What to do:
In the listing that follows, count each line containing the string "RenderError" and report only the count.

Dataset extract:
**********

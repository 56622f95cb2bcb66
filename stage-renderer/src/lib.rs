//! # Stagecraft Renderer
//!
//! Drives scenes frame by frame onto a drawing surface.
//!
//! ## Rendering Backends
//!
//! ```text
//! ┌─────────────────────────────────────────────┐
//! │        Renderer<B: RenderBackend>           │
//! │   clock ─► advance ─► clear ─► draw         │
//! ├──────────────────────┬──────────────────────┤
//! │ Canvas2D             │ Headless             │
//! │ (browser, `wasm`)    │ (recording, tests)   │
//! └──────────────────────┴──────────────────────┘
//! ```
//!
//! Each call to [`Renderer::frame`] converts the timestamp into a
//! normalized delta, advances the target's schedulers, clears the surface
//! and draws the target.

#![forbid(unsafe_code)]
#![deny(missing_docs)]
#![deny(clippy::all)]
#![deny(clippy::pedantic)]
#![allow(clippy::module_name_repetitions)]

pub mod backend;
pub mod binder;
pub mod clock;
pub mod error;
#[cfg(feature = "wasm")]
pub mod wasm;

pub use backend::headless::HeadlessBackend;
pub use backend::RenderBackend;
pub use binder::{ClientRect, InputBinder};
pub use clock::FrameClock;
pub use error::{RenderError, RenderResult};

use serde::{Deserialize, Serialize};
use stage_core::{Color, DrawingSurface, Scene, SceneNode};

/// Configuration for the renderer.
#[derive(Debug, Clone, Serialize, Deserialize)]
pub struct RendererConfig {
    /// Preferred backend (will fall back if unavailable).
    pub preferred_backend: BackendType,
    /// Target frames per second; a delta of 1.0 is one such frame.
    pub target_fps: u32,
    /// Background used when the target has none of its own.
    pub background_color: Option<Color>,
    /// Outline every node's bound.
    pub debug_bounds: bool,
    /// Clear the surface before drawing each frame.
    pub clear_each_frame: bool,
    /// Largest delta handed to the scene, in frames.
    pub max_delta: f64,
    /// Initial surface size for backends that own their surface.
    pub width: u32,
    /// Initial surface height.
    pub height: u32,
}

impl Default for RendererConfig {
    fn default() -> Self {
        Self {
            preferred_backend: BackendType::Canvas2D,
            target_fps: 60,
            background_color: Some(Color::rgb(255, 255, 255)),
            debug_bounds: false,
            clear_each_frame: true,
            max_delta: 4.0,
            width: 800,
            height: 600,
        }
    }
}

/// Available rendering backends.
#[derive(Debug, Clone, Copy, PartialEq, Eq, Serialize, Deserialize)]
pub enum BackendType {
    /// Browser 2D canvas.
    Canvas2D,
    /// In-memory recording surface.
    Headless,
}

/// Anything the renderer can advance and draw.
pub trait FrameTarget {
    /// Advance time by `delta` normalized frames.
    fn advance(&mut self, delta: f64);

    /// Draw onto `surface`.
    fn draw(&self, surface: &mut dyn DrawingSurface);

    /// Background this target wants behind it.
    fn background(&self) -> Option<Color> {
        None
    }

    /// Turn bound outlines on or off.
    fn show_bounds(&mut self, on: bool);
}

impl FrameTarget for Scene {
    fn advance(&mut self, delta: f64) {
        self.update(delta);
    }

    fn draw(&self, surface: &mut dyn DrawingSurface) {
        self.render(surface);
    }

    fn background(&self) -> Option<Color> {
        self.background.clone()
    }

    fn show_bounds(&mut self, on: bool) {
        self.set_debug_bounds(on);
    }
}

impl FrameTarget for SceneNode {
    fn advance(&mut self, delta: f64) {
        self.update(delta);
    }

    fn draw(&self, surface: &mut dyn DrawingSurface) {
        self.render(surface);
    }

    fn show_bounds(&mut self, on: bool) {
        self.set_debug_bounds(on);
    }
}

/// The main renderer interface.
pub struct Renderer<B: RenderBackend = Box<dyn RenderBackend>> {
    config: RendererConfig,
    backend: B,
    clock: FrameClock,
    frame_count: u64,
    bounds_shown: bool,
}

impl Renderer {
    /// Create a new renderer with the given configuration.
    ///
    /// # Errors
    ///
    /// Returns an error if the configuration is invalid or no suitable
    /// backend is available.
    pub fn new(config: RendererConfig) -> RenderResult<Self> {
        let backend = Self::create_backend(&config)?;
        Renderer::with_backend(config, backend)
    }

    /// Create the appropriate backend based on config and availability.
    fn create_backend(config: &RendererConfig) -> RenderResult<Box<dyn RenderBackend>> {
        match config.preferred_backend {
            BackendType::Canvas2D => {
                #[cfg(feature = "wasm")]
                {
                    match backend::canvas2d::Canvas2DBackend::from_element_id(wasm::CANVAS_ID) {
                        Ok(b) => return Ok(Box::new(b)),
                        Err(e) => {
                            tracing::warn!("Canvas2D unavailable, falling back: {}", e);
                        }
                    }
                }
                #[cfg(not(feature = "wasm"))]
                {
                    tracing::warn!("Canvas2D needs the wasm feature, falling back to headless");
                }
                Self::create_backend(&RendererConfig {
                    preferred_backend: BackendType::Headless,
                    ..config.clone()
                })
            }
            BackendType::Headless => {
                if config.width == 0 || config.height == 0 {
                    return Err(RenderError::Config(format!(
                        "surface size must be positive, got {}x{}",
                        config.width, config.height
                    )));
                }
                Ok(Box::new(HeadlessBackend::new(config.width, config.height)))
            }
        }
    }
}

impl<B: RenderBackend> Renderer<B> {
    /// Create a renderer around an existing backend.
    ///
    /// # Errors
    ///
    /// Returns an error if the frame timing configuration is invalid.
    pub fn with_backend(config: RendererConfig, backend: B) -> RenderResult<Self> {
        let clock = FrameClock::new(config.target_fps, config.max_delta)?;
        tracing::info!(
            "Renderer ready: {:?} backend at {} fps",
            backend.backend_type(),
            config.target_fps
        );
        Ok(Self {
            config,
            backend,
            clock,
            frame_count: 0,
            bounds_shown: false,
        })
    }

    /// Advance and draw one frame at timestamp `now_ms`. Returns the delta
    /// handed to the target.
    ///
    /// # Errors
    ///
    /// Returns an error if the backend fails to begin or finish the frame.
    pub fn frame<T: FrameTarget + ?Sized>(&mut self, target: &mut T, now_ms: f64) -> RenderResult<f64> {
        let delta = self.clock.tick(now_ms);
        target.advance(delta);

        if self.bounds_shown != self.config.debug_bounds {
            target.show_bounds(self.config.debug_bounds);
            self.bounds_shown = self.config.debug_bounds;
        }

        self.draw(target)?;
        Ok(delta)
    }

    /// Draw without advancing time, e.g. after input changed the scene.
    ///
    /// # Errors
    ///
    /// Returns an error if the backend fails to begin or finish the frame.
    pub fn redraw<T: FrameTarget + ?Sized>(&mut self, target: &T) -> RenderResult<()> {
        self.draw(target)
    }

    fn draw<T: FrameTarget + ?Sized>(&mut self, target: &T) -> RenderResult<()> {
        let background = if self.config.clear_each_frame {
            Some(target.background().or_else(|| self.config.background_color.clone()))
        } else {
            None
        };

        self.backend.begin_frame()?;
        let surface = self.backend.surface();
        if let Some(background) = background {
            surface.clear(background.as_ref());
        }
        target.draw(surface);
        self.backend.end_frame()?;

        self.frame_count += 1;
        Ok(())
    }

    /// Toggle bound outlines; applied on the next frame.
    pub fn set_debug_bounds(&mut self, on: bool) {
        self.config.debug_bounds = on;
    }

    /// Forget the last timestamp so the next frame advances by one.
    pub fn reset_clock(&mut self) {
        self.clock.reset();
    }

    /// Get the current frame count.
    #[must_use]
    pub fn frame_count(&self) -> u64 {
        self.frame_count
    }

    /// Get the active backend type.
    #[must_use]
    pub fn active_backend(&self) -> BackendType {
        self.backend.backend_type()
    }

    /// Get the renderer configuration.
    #[must_use]
    pub fn config(&self) -> &RendererConfig {
        &self.config
    }

    /// The backend.
    #[must_use]
    pub fn backend(&self) -> &B {
        &self.backend
    }

    /// The backend, mutably.
    pub fn backend_mut(&mut self) -> &mut B {
        &mut self.backend
    }

    /// Resize the rendering surface.
    ///
    /// # Errors
    ///
    /// Returns an error if resize fails.
    pub fn resize(&mut self, width: u32, height: u32) -> RenderResult<()> {
        self.backend.resize(width, height)
    }
}

#[cfg(test)]
mod tests {
    use super::*;
    use stage_core::{PathGraphic, Rect2D, SurfaceOp};

    fn headless() -> Renderer<HeadlessBackend> {
        Renderer::with_backend(RendererConfig::default(), HeadlessBackend::new(100, 100)).unwrap()
    }

    #[test]
    fn test_falls_back_to_headless() {
        let renderer = Renderer::new(RendererConfig::default()).unwrap();
        #[cfg(not(feature = "wasm"))]
        assert_eq!(renderer.active_backend(), BackendType::Headless);
        assert_eq!(renderer.frame_count(), 0);
    }

    #[test]
    fn test_frame_clears_then_draws() {
        let mut renderer = headless();
        let mut scene = Scene::new(100.0, 100.0);
        scene.background = Some(Color::rgb(0, 0, 0));
        scene.add_node(SceneNode::shape(PathGraphic::rect(Rect2D::new(0.0, 0.0, 5.0, 5.0))));

        renderer.frame(&mut scene, 0.0).unwrap();
        let ops = renderer.backend().last_frame();
        assert_eq!(ops[0], SurfaceOp::Clear(Some(Color::rgb(0, 0, 0))));
        assert!(ops.iter().any(|op| matches!(op, SurfaceOp::Fill)));
        assert_eq!(renderer.frame_count(), 1);
    }

    #[test]
    fn test_config_background_when_target_has_none() {
        let mut renderer = headless();
        let mut node = SceneNode::shape(PathGraphic::rect(Rect2D::new(0.0, 0.0, 5.0, 5.0)));
        renderer.frame(&mut node, 0.0).unwrap();
        assert_eq!(
            renderer.backend().last_frame()[0],
            SurfaceOp::Clear(Some(Color::rgb(255, 255, 255)))
        );
    }

    #[test]
    fn test_delta_follows_timestamps() {
        let mut renderer = headless();
        let mut scene = Scene::new(10.0, 10.0);
        let mut node = SceneNode::shape(PathGraphic::rect(Rect2D::new(0.0, 0.0, 1.0, 1.0)));
        node.animate("pos.x", 10.0, 10.0);
        let id = scene.add_node(node);

        assert!((renderer.frame(&mut scene, 1000.0).unwrap() - 1.0).abs() < 1e-9);
        let half = 1000.0 + renderer.config().max_delta * 1000.0;
        let delta = renderer.frame(&mut scene, half).unwrap();
        assert!((delta - renderer.config().max_delta).abs() < 1e-9);
        assert!(scene.get(id).unwrap().position().x > 0.0);
        assert!(scene.get(id).unwrap().position().y.abs() < 1e-9);
    }

    #[test]
    fn test_debug_bounds_applied_once() {
        let mut renderer = headless();
        let mut scene = Scene::new(10.0, 10.0);
        let id = scene.add_node(SceneNode::shape(PathGraphic::rect(Rect2D::new(0.0, 0.0, 1.0, 1.0))));
        renderer.set_debug_bounds(true);
        renderer.frame(&mut scene, 0.0).unwrap();
        assert!(scene.get(id).unwrap().debug_bound);

        scene.get_mut(id).unwrap().debug_bound = false;
        renderer.frame(&mut scene, 16.0).unwrap();
        assert!(!scene.get(id).unwrap().debug_bound);
    }

    #[test]
    fn test_no_clear_when_disabled() {
        let config = RendererConfig {
            clear_each_frame: false,
            ..RendererConfig::default()
        };
        let mut renderer = Renderer::with_backend(config, HeadlessBackend::default()).unwrap();
        renderer.redraw(&Scene::new(1.0, 1.0)).unwrap();
        assert!(renderer.backend().last_frame().is_empty());
    }
}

**********

Answer space:
2